Task prompt: Beginning at the first line of the data, print each line exactly, stopping after the line that contains "pub fn new(value: impl".

Collected data

Start of Block

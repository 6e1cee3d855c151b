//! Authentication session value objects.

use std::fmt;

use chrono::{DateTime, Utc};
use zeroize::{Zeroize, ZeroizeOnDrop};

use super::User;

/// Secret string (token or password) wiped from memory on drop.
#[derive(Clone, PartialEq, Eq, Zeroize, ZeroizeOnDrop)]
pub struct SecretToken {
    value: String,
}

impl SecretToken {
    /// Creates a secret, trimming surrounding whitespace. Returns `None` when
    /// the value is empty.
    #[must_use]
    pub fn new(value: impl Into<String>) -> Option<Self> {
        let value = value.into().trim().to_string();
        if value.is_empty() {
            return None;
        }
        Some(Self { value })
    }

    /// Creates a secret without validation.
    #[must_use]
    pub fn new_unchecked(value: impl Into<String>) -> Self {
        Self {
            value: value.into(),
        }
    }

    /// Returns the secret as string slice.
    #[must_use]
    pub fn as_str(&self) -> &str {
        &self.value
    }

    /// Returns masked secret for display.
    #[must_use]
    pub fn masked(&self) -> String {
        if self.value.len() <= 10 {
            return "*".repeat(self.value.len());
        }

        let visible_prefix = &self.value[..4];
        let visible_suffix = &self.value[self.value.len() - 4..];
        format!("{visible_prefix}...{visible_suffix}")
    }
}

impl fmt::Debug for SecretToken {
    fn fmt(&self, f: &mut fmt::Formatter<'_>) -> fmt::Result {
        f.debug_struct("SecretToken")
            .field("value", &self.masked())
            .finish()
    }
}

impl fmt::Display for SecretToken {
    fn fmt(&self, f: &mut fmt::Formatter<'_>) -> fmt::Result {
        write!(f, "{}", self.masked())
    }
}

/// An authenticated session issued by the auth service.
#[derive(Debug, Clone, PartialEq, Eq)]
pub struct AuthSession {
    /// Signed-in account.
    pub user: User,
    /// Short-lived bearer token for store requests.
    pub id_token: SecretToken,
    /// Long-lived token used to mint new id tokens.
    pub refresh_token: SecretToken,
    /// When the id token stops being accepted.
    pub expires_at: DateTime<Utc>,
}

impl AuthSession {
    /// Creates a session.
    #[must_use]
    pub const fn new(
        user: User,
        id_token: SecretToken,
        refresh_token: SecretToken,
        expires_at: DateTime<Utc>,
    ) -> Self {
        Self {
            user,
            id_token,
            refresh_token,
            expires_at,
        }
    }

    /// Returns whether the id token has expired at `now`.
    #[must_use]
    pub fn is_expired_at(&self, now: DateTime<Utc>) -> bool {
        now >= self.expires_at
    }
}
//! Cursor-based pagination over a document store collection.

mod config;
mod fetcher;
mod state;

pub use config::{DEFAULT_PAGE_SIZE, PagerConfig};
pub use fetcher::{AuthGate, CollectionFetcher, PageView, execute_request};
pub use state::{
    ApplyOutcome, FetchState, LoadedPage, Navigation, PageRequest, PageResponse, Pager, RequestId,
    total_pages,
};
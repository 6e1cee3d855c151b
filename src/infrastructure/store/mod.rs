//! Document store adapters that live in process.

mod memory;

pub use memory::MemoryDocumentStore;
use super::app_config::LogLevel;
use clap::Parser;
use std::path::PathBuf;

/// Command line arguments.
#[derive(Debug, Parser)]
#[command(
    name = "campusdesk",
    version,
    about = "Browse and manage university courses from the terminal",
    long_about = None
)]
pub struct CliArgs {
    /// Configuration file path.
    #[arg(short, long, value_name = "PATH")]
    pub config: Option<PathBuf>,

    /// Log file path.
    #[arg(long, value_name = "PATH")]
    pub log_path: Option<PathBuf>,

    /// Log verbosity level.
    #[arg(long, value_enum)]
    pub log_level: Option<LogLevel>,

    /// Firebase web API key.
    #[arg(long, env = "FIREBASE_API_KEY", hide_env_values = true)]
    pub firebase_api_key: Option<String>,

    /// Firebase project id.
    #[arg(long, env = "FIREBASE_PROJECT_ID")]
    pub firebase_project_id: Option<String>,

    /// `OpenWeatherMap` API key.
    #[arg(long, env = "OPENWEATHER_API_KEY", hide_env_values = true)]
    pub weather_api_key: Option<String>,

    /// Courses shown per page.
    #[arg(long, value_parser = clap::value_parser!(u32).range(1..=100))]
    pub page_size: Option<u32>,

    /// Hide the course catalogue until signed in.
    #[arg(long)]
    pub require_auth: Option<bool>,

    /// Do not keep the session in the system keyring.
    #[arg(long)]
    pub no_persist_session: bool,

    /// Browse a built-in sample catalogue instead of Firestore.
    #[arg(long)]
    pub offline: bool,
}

End of Block

Output below:
repository 6e1cee3d855c151b
//! Authentication session value objects.

use std::fmt;

use chrono::{DateTime, Utc};
use zeroize::{Zeroize, ZeroizeOnDrop};

use super::User;

/// Secret string (token or password) wiped from memory on drop.
#[derive(Clone, PartialEq, Eq, Zeroize, ZeroizeOnDrop)]
pub struct SecretToken {
    value: String,
}

impl SecretToken {
    /// Creates a secret, trimming surrounding whitespace. Returns `None` when
    /// the value is empty.
    #[must_use]
    pub fn new(value: impl Into<String>) -> Option<Self> {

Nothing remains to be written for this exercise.